◆ **Task description**
Retype, exactly as they appear below, the lines between the line holding "an id component." and the line holding "pub fn join_id(parent: &str, part: &str)", both ends included.

◆ **Stored data**
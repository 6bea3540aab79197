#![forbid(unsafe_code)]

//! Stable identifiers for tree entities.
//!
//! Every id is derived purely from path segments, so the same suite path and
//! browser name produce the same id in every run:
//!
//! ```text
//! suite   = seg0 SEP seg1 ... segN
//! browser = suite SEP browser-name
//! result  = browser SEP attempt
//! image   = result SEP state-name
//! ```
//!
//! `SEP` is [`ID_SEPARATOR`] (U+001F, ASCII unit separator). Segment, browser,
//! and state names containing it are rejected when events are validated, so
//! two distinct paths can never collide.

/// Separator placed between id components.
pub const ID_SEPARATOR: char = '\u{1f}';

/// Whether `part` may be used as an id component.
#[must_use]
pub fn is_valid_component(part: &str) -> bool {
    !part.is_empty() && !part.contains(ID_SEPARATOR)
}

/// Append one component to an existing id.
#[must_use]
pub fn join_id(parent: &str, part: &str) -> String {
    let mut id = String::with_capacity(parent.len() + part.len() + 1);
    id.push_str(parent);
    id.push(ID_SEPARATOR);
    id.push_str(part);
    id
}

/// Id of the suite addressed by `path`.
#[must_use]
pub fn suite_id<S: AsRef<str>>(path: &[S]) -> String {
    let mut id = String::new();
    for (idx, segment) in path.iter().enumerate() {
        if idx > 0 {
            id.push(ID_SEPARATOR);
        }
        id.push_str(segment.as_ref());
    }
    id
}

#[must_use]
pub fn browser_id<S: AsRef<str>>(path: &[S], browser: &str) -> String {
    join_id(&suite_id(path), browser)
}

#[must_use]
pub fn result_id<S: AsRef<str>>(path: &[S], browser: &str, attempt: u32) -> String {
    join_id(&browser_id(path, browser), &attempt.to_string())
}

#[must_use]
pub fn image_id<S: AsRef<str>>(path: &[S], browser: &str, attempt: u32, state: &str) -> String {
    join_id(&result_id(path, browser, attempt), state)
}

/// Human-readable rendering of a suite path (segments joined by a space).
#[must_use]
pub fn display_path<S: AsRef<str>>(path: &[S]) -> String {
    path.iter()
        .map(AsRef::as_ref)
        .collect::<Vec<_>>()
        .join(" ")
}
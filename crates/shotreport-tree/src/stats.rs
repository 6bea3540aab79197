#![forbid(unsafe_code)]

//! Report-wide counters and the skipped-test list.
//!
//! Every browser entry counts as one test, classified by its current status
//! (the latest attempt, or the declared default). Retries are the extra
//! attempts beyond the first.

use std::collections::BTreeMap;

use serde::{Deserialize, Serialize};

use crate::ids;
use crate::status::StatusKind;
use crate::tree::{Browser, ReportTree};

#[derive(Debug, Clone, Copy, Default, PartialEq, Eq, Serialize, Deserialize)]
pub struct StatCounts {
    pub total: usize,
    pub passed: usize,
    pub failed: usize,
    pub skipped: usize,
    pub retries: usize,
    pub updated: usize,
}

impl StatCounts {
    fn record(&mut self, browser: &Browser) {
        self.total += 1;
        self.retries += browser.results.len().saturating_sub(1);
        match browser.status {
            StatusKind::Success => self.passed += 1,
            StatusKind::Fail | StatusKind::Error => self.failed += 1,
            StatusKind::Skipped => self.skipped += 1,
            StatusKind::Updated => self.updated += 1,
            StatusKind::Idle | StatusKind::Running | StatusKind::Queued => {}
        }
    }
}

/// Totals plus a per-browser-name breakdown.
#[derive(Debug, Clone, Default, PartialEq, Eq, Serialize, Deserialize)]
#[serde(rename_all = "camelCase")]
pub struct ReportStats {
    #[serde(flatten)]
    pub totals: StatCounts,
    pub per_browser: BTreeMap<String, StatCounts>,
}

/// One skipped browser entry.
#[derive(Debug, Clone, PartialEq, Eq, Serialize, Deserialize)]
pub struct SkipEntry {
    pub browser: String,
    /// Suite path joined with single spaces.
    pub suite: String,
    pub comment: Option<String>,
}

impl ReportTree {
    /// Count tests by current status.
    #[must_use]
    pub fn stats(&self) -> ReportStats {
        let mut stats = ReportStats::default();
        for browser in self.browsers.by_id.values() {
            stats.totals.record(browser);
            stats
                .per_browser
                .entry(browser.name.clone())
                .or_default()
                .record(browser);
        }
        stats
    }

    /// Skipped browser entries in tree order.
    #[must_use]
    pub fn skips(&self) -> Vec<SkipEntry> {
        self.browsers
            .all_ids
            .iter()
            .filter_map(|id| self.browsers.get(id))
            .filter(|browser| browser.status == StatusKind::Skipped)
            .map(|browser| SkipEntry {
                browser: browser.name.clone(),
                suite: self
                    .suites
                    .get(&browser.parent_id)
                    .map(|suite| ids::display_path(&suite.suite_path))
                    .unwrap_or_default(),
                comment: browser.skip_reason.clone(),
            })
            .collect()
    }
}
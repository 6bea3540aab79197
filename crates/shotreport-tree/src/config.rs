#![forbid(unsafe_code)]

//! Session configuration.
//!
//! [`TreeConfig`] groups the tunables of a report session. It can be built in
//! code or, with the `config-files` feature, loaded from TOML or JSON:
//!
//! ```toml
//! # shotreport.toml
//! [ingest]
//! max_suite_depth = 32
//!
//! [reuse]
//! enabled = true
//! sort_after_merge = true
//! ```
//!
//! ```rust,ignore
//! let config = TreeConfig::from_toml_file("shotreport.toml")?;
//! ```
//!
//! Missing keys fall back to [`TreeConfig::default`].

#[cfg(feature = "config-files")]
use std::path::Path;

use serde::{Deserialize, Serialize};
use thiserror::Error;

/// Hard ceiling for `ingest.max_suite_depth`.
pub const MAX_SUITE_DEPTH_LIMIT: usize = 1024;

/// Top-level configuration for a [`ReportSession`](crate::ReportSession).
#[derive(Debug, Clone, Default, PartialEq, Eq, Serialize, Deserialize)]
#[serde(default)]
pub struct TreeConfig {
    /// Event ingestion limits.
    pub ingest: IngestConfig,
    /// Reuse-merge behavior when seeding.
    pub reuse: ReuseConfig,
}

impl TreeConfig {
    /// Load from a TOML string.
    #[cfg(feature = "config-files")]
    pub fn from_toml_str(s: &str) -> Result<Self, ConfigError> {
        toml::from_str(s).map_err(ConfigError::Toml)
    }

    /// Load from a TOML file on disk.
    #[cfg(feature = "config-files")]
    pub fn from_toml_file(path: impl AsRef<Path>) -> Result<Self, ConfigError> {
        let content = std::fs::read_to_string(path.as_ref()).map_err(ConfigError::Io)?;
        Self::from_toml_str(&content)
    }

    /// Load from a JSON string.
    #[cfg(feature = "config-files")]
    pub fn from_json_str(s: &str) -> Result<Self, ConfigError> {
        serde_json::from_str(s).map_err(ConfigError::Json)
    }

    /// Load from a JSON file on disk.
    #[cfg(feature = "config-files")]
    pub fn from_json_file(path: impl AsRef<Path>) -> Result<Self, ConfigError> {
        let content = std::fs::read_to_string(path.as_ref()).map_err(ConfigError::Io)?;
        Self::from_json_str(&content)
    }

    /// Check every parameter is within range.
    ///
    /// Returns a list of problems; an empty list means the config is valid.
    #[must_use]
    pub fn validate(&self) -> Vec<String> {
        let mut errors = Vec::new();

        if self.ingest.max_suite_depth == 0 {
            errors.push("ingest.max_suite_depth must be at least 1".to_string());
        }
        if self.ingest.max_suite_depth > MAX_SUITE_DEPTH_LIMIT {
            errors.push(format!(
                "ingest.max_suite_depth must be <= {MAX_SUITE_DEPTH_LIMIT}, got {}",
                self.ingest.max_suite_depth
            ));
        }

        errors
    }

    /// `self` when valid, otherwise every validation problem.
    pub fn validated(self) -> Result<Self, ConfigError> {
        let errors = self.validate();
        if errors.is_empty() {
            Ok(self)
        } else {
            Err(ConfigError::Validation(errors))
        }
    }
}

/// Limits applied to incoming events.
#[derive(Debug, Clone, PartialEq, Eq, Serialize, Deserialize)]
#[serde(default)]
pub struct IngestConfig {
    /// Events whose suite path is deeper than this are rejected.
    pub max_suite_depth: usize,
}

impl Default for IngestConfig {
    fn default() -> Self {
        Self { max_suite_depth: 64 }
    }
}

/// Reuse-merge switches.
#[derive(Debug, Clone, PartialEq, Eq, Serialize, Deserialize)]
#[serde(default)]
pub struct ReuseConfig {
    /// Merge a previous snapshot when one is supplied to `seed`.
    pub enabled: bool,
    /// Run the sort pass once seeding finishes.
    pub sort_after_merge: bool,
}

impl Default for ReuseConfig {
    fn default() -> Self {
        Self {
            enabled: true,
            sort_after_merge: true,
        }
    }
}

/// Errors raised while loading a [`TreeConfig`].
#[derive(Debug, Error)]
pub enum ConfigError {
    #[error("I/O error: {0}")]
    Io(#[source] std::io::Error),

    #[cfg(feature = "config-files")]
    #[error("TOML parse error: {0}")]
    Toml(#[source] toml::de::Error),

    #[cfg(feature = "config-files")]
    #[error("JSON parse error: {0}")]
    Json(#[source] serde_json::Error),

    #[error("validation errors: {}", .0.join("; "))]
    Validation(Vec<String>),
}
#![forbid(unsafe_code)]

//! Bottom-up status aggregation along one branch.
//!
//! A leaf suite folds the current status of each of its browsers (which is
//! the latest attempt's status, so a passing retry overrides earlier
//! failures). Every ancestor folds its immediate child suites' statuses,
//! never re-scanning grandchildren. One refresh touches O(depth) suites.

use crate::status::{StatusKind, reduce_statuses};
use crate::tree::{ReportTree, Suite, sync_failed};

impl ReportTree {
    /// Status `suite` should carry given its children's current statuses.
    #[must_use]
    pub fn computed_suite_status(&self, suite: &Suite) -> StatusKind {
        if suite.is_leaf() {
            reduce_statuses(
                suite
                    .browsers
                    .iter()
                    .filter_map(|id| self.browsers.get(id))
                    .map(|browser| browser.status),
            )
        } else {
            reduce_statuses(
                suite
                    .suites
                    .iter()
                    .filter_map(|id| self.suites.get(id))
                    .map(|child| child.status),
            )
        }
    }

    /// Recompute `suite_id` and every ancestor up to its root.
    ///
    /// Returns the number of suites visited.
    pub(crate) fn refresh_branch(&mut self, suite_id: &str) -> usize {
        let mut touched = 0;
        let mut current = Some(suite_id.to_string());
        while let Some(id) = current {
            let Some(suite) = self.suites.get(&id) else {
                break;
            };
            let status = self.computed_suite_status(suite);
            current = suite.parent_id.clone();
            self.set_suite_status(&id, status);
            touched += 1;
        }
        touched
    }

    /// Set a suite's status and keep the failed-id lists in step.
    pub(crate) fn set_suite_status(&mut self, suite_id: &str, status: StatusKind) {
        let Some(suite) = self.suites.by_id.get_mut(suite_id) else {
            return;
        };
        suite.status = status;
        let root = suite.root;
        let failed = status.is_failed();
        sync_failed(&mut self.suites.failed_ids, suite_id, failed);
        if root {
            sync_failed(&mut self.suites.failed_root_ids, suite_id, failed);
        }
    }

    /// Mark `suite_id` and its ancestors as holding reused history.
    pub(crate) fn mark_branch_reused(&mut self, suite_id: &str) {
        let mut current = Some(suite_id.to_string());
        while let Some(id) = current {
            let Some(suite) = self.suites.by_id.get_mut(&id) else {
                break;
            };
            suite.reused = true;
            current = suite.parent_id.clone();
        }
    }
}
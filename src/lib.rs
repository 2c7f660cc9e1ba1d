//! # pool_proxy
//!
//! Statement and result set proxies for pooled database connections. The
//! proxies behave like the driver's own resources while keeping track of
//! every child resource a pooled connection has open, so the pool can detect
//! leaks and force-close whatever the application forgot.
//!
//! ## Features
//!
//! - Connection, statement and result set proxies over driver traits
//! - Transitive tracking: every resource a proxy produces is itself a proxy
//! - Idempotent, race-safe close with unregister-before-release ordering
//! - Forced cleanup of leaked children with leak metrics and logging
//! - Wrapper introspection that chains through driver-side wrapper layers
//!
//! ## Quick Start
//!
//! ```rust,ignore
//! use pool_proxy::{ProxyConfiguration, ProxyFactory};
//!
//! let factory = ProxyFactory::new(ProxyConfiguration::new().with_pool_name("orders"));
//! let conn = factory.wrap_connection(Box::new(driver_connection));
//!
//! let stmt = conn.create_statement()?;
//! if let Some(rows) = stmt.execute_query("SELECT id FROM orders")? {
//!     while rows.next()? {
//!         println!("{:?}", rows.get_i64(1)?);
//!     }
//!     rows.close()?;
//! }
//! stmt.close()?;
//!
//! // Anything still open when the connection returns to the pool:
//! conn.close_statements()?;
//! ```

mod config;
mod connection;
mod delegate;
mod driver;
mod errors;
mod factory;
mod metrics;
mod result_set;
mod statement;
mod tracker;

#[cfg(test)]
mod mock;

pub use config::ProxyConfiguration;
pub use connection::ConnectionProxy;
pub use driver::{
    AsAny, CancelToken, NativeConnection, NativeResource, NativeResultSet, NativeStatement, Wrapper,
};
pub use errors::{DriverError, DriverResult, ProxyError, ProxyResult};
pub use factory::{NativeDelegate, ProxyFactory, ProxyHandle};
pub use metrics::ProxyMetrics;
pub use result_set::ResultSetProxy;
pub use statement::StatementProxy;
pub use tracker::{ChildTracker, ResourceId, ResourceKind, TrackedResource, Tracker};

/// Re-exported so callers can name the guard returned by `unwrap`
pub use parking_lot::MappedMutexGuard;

◆ **Answer box**
/// Whether `part` may be used as an id component.
#[must_use]
pub fn is_valid_component(part: &str) -> bool {
    !part.is_empty() && !part.contains(ID_SEPARATOR)
}

/// Append one component to an existing id.
#[must_use]
pub fn join_id(parent: &str, part: &str) -> String {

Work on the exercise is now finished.